I do not say this things to disparage what they thought back then. They were trying to do what science is trying to do today... trying to understand nature and reality. Today, we have technology and disciplined meta-procedures (scientific method) to help us extract answers from nature.

Back then, they did not.

Today, we have 'theories' to provide a consistent explanatory framework for what we are able to observe in nature, supplemented and validated by the additional information that we are able to extract from nature by means of our technology, our disciplined methods and our intellectual tools (mathematics, logic). Most of our theories are incomplete, so we continue to work on them... because we know that they are incomplete.

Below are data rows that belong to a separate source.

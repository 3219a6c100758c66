//! Administrative actions: pack grants, bans and the daily attempts reset.

use pitchside_types::{BanState, GameError, GameRules, PackTier};
use std::collections::HashSet;
use tracing::info;

use crate::state::{unavailable, Ledger};

/// Set of user ids allowed to run admin actions.
#[derive(Clone, Debug, Default)]
pub struct AdminPolicy {
    admin_ids: HashSet<u64>,
}

impl AdminPolicy {
    pub fn new(admin_ids: impl IntoIterator<Item = u64>) -> Self {
        Self {
            admin_ids: admin_ids.into_iter().collect(),
        }
    }

    pub fn is_admin(&self, user_id: u64) -> bool {
        self.admin_ids.contains(&user_id)
    }

    pub fn authorize(&self, actor_id: u64) -> Result<(), GameError> {
        if self.is_admin(actor_id) {
            Ok(())
        } else {
            Err(GameError::Forbidden { user_id: actor_id })
        }
    }

    /// Credits `count` packs of `tier` to `user_id`.
    ///
    /// Ghost grants raise the raw count the user sees and the ghost counter by the same
    /// amount, so they leave success unchanged.
    pub async fn grant_packs<L: Ledger>(
        &self,
        ledger: &L,
        actor_id: u64,
        user_id: u64,
        tier: PackTier,
        count: u64,
        ghost: bool,
    ) -> Result<(), GameError> {
        self.authorize(actor_id)?;
        if !ledger
            .grant_packs(user_id, tier, count, ghost)
            .await
            .map_err(unavailable)?
        {
            return Err(GameError::NotFound { user_id });
        }
        info!(actor_id, user_id, %tier, count, ghost, "packs granted");
        Ok(())
    }

    /// Bans `user_id` until `until` (unix seconds), or indefinitely when `None`.
    pub async fn set_ban<L: Ledger>(
        &self,
        ledger: &L,
        actor_id: u64,
        user_id: u64,
        until: Option<u64>,
    ) -> Result<(), GameError> {
        self.authorize(actor_id)?;
        let ban = BanState {
            is_banned: true,
            ban_end: until,
        };
        if !ledger.set_ban(user_id, ban).await.map_err(unavailable)? {
            return Err(GameError::NotFound { user_id });
        }
        info!(actor_id, user_id, ?until, "user banned");
        Ok(())
    }

    pub async fn lift_ban<L: Ledger>(
        &self,
        ledger: &L,
        actor_id: u64,
        user_id: u64,
    ) -> Result<(), GameError> {
        self.authorize(actor_id)?;
        if !ledger
            .set_ban(user_id, BanState::default())
            .await
            .map_err(unavailable)?
        {
            return Err(GameError::NotFound { user_id });
        }
        info!(actor_id, user_id, "ban lifted");
        Ok(())
    }
}

/// Restores every user's mini-game attempts to the daily limit. Returns the users touched.
pub async fn reset_minigame_attempts<L: Ledger>(
    ledger: &L,
    rules: &GameRules,
) -> Result<u64, GameError> {
    let touched = ledger
        .reset_minigame_attempts(rules.daily_minigame_attempts)
        .await
        .map_err(unavailable)?;
    info!(touched, attempts = rules.daily_minigame_attempts, "mini-game attempts reset");
    Ok(touched)
}
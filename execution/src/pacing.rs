use rand::Rng;
use std::ops::RangeInclusive;
use std::time::Duration;

/// Uniform draw from an inclusive range; an inverted range yields its start.
pub fn draw_inclusive<T, R>(range: RangeInclusive<T>, rng: &mut R) -> T
where
    T: rand::distributions::uniform::SampleUniform + PartialOrd + Copy,
    R: Rng,
{
    let (start, end) = (*range.start(), *range.end());
    if start >= end {
        return start;
    }
    rng.gen_range(start..=end)
}

pub fn draw_wait<R: Rng>(range_ms: RangeInclusive<u64>, rng: &mut R) -> Duration {
    Duration::from_millis(draw_inclusive(range_ms, rng))
}

/// The "match in progress" pause. Callers must not hold a ledger lock across it.
pub async fn pause(wait: Duration) {
    if !wait.is_zero() {
        tokio::time::sleep(wait).await;
    }
}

Back then, they did not have disciplined methods, and they did not have the technology to extract answers from nature. The only information they had access to was what they could see with their own eyeballs. There was no technological knowledge base or scientific context in which to interpret their observations, so they had to appeal to their imaginations... and the 'supernatural'... in order to make sense out of what they saw. Actually, what they really achieved was deluding themselves into thinking that they knew the truth. Amazingly, over time, this delusion has become codified, institutionalized, and incorporated... complete with franchises.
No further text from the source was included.